Additional studies are needed to confirm the results and demonstrate that patients benefit from the test; the PNAS study was based on archived tissue samples from previous biopsies. But the team now has funding from the National Institutes of Health to run the test in a set of patients about to undergo both heart and lung transplants. “Lungs may be tricky, because they can be damaged by both rejection and infection,” says Valantine. “It will be interesting to see if we can identify both.”
She also hopes the test will be able to detect rejection earlier than biopsies, which could have major benefits for patients. Treatment for organ rejection includes high doses of steroids and other drugs to suppress the immune system, leaving patients at risk for infection. “Maybe we can avoid high-dose immune suppression with early recognition and early treatment,” says Valantine. In analyzing blood samples from the first day after transplant through rejection and treatment, “we were not only able to detect a rise in donor DNA at the time of rejection, but we saw it rise before actually seeing signs of rejection on the biopsy,” she says.
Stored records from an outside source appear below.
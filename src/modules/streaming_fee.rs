//! Streaming Fee Module
//!
//! Charges a continuously accruing fee against basket-token supply by minting
//! new supply to the fee recipients and diluting the position multiplier.
//!
//! ACCRUAL:
//! fee% = rate * elapsed / SECONDS_PER_YEAR
//! mint = fee% * supply / (1 - fee%)      (fee charged on post-mint supply)
//! multiplier' = multiplier * (1 - fee%)

use alloy_primitives::{Address, I256, U256};
use serde::{Deserialize, Serialize};
use tracing::{debug, info};

use super::{ensure_below_one, ensure_pending, ProtocolFeeSchedule};
use crate::error::{ArithmeticError, MatrixError, MatrixResult};
use crate::ledger::{MatrixToken, ModuleSlot};
use crate::math::{to_int256, to_uint256, PreciseUnitMath, PRECISE_UNIT};

// ============================================
// CONSTANTS
// ============================================

/// 365.25 days
pub const SECONDS_PER_YEAR: u64 = 31_557_600;

// ============================================
// TYPES
// ============================================

/// Per-token streaming fee parameters
#[derive(Debug, Clone, PartialEq, Eq, Serialize, Deserialize)]
pub struct FeeState {
    pub fee_recipient: Address,
    /// Annual rate ceiling, 18 decimals
    pub max_streaming_fee_percentage: U256,
    /// Annual rate, 18 decimals (2e16 = 2%/yr)
    pub streaming_fee_percentage: U256,
    /// Unix seconds
    pub last_streaming_fee_timestamp: u64,
}

/// Outcome of one actualization
#[derive(Debug, Clone, PartialEq, Eq, Serialize)]
pub struct FeeAccrual {
    pub fee_percentage: U256,
    pub fee_quantity: U256,
    pub manager_fee: U256,
    pub protocol_fee: U256,
    pub position_multiplier: I256,
    pub timestamp: u64,
}

// ============================================
// PURE MATH
// ============================================

/// Fraction of supply (18 decimals) owed since the last accrual
pub fn calculate_accrued_fee(state: &FeeState, now: u64) -> MatrixResult<U256> {
    let elapsed = now
        .checked_sub(state.last_streaming_fee_timestamp)
        .ok_or_else(|| MatrixError::invalid("timestamp precedes the last fee accrual"))?;

    let accrued = state
        .streaming_fee_percentage
        .checked_mul(U256::from(elapsed))
        .ok_or(ArithmeticError::Overflow)?;

    Ok(accrued / U256::from(SECONDS_PER_YEAR))
}

/// Quantity m such that m / (supply + m) == fee_percentage
pub fn calculate_inflation_amount(fee_percentage: U256, total_supply: U256) -> MatrixResult<U256> {
    let denominator = PRECISE_UNIT
        .checked_sub(fee_percentage)
        .ok_or(ArithmeticError::Underflow)?;
    if denominator.is_zero() {
        return Err(ArithmeticError::DivideByZero.into());
    }

    let numerator = fee_percentage
        .checked_mul(total_supply)
        .ok_or(ArithmeticError::Overflow)?;
    Ok(numerator / denominator)
}

/// multiplier * (1 - fee%), truncated
pub fn calculate_new_multiplier(multiplier: I256, fee_percentage: U256) -> MatrixResult<I256> {
    let retained = PRECISE_UNIT
        .checked_sub(fee_percentage)
        .ok_or(ArithmeticError::Underflow)?;
    let scaled = to_uint256(multiplier)?.precise_mul(retained)?;
    Ok(to_int256(scaled)?)
}

// ============================================
// MODULE
// ============================================

#[derive(Debug, Clone)]
pub struct StreamingFeeModule {
    address: Address,
    protocol_fee_recipient: Address,
    protocol_fee_split: U256,
}

impl StreamingFeeModule {
    pub fn new(address: Address, schedule: &ProtocolFeeSchedule) -> Self {
        Self {
            address,
            protocol_fee_recipient: schedule.fee_recipient,
            protocol_fee_split: schedule.streaming_fee_split,
        }
    }

    pub fn address(&self) -> Address {
        self.address
    }

    /// Manager-only. Accrual starts at `now`.
    pub fn initialize(
        &self,
        token: &mut MatrixToken,
        caller: Address,
        settings: FeeState,
        now: u64,
    ) -> MatrixResult<()> {
        token.ensure_manager(caller)?;
        ensure_pending(token, self.address)?;

        ensure_below_one("max streaming fee", settings.max_streaming_fee_percentage)?;
        if settings.streaming_fee_percentage > settings.max_streaming_fee_percentage {
            return Err(MatrixError::invalid("streaming fee exceeds the maximum"));
        }
        if settings.fee_recipient == Address::ZERO {
            return Err(MatrixError::invalid("fee recipient must not be the zero address"));
        }

        token.atomically(|t| {
            t.module_data.claim(self.address, ModuleSlot::StreamingFee);
            t.module_data.fee_state = Some(FeeState {
                last_streaming_fee_timestamp: now,
                ..settings
            });
            t.initialize_module(self.address)
        })
    }

    fn fee_state(&self, token: &MatrixToken) -> MatrixResult<FeeState> {
        token
            .fee_state()
            .cloned()
            .ok_or_else(|| MatrixError::invalid(format!("streaming fee not initialized on {}", token.symbol())))
    }

    /// Accrued fee percentage at `now`, without touching the ledger
    pub fn get_fee(&self, token: &MatrixToken, now: u64) -> MatrixResult<U256> {
        calculate_accrued_fee(&self.fee_state(token)?, now)
    }

    /// Mint the accrued fee, dilute the multiplier and stamp the accrual time.
    ///
    /// Anyone may trigger this. A second call at the same timestamp accrues
    /// nothing and leaves supply and multiplier untouched.
    pub fn actualize_fee(&self, token: &mut MatrixToken, now: u64) -> MatrixResult<FeeAccrual> {
        token.ensure_module(self.address)?;
        let state = self.fee_state(token)?;

        token.atomically(|t| {
            let fee_percentage = calculate_accrued_fee(&state, now)?;
            let fee_quantity = calculate_inflation_amount(fee_percentage, t.total_supply())?;

            let mut protocol_fee = U256::ZERO;
            let mut manager_fee = U256::ZERO;

            if !fee_quantity.is_zero() {
                protocol_fee = fee_quantity.precise_mul(self.protocol_fee_split)?;
                manager_fee = fee_quantity - protocol_fee;

                if !protocol_fee.is_zero() {
                    t.mint(self.address, self.protocol_fee_recipient, protocol_fee)?;
                }
                if !manager_fee.is_zero() {
                    t.mint(self.address, state.fee_recipient, manager_fee)?;
                }

                let multiplier = calculate_new_multiplier(t.position_multiplier(), fee_percentage)?;
                t.edit_position_multiplier(self.address, multiplier)?;
            }

            if let Some(fee_state) = t.module_data.fee_state.as_mut() {
                fee_state.last_streaming_fee_timestamp = now;
            }

            if !fee_quantity.is_zero() {
                info!(
                    "💸 {} streaming fee: {} minted (manager {}, protocol {}), multiplier {}",
                    t.symbol(),
                    fee_quantity,
                    manager_fee,
                    protocol_fee,
                    t.position_multiplier()
                );
            } else {
                debug!("{} streaming fee: nothing accrued at {}", t.symbol(), now);
            }

            Ok(FeeAccrual {
                fee_percentage,
                fee_quantity,
                manager_fee,
                protocol_fee,
                position_multiplier: t.position_multiplier(),
                timestamp: now,
            })
        })
    }

    /// Manager-only. Accrues at the old rate up to `now` before switching.
    pub fn update_streaming_fee(
        &self,
        token: &mut MatrixToken,
        caller: Address,
        new_fee: U256,
        now: u64,
    ) -> MatrixResult<FeeAccrual> {
        token.ensure_manager(caller)?;
        let state = self.fee_state(token)?;
        if new_fee > state.max_streaming_fee_percentage {
            return Err(MatrixError::invalid("streaming fee exceeds the maximum"));
        }

        token.atomically(|t| {
            let accrual = self.actualize_fee(t, now)?;
            if let Some(fee_state) = t.module_data.fee_state.as_mut() {
                fee_state.streaming_fee_percentage = new_fee;
            }
            info!("{} streaming fee rate -> {}", t.symbol(), new_fee);
            Ok(accrual)
        })
    }

    pub fn update_fee_recipient(
        &self,
        token: &mut MatrixToken,
        caller: Address,
        recipient: Address,
    ) -> MatrixResult<()> {
        token.ensure_manager(caller)?;
        if recipient == Address::ZERO {
            return Err(MatrixError::invalid("fee recipient must not be the zero address"));
        }
        self.fee_state(token)?;

        if let Some(fee_state) = token.module_data.fee_state.as_mut() {
            fee_state.fee_recipient = recipient;
        }
        Ok(())
    }
}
Some heart transplant patients have already benefited from another type of genetic test (called Allomap) that measures expression levels in the blood of 11 genes related to the recipient’s immune response. According to a large study published in the New England Journal of Medicine, the test is highly accurate in predicting patients who are healthy and could safely forgo biopsies. But the meaning of a positive result—or highly active immune system—is less clear. These people might be rejecting the organ or have some other immune issue, and a cardiac biopsy is required to determine which. “I think there could be tremendous value of using both tests,” says Valantine. “We might be able to fully predict who is unlikely to reject and who is likely.”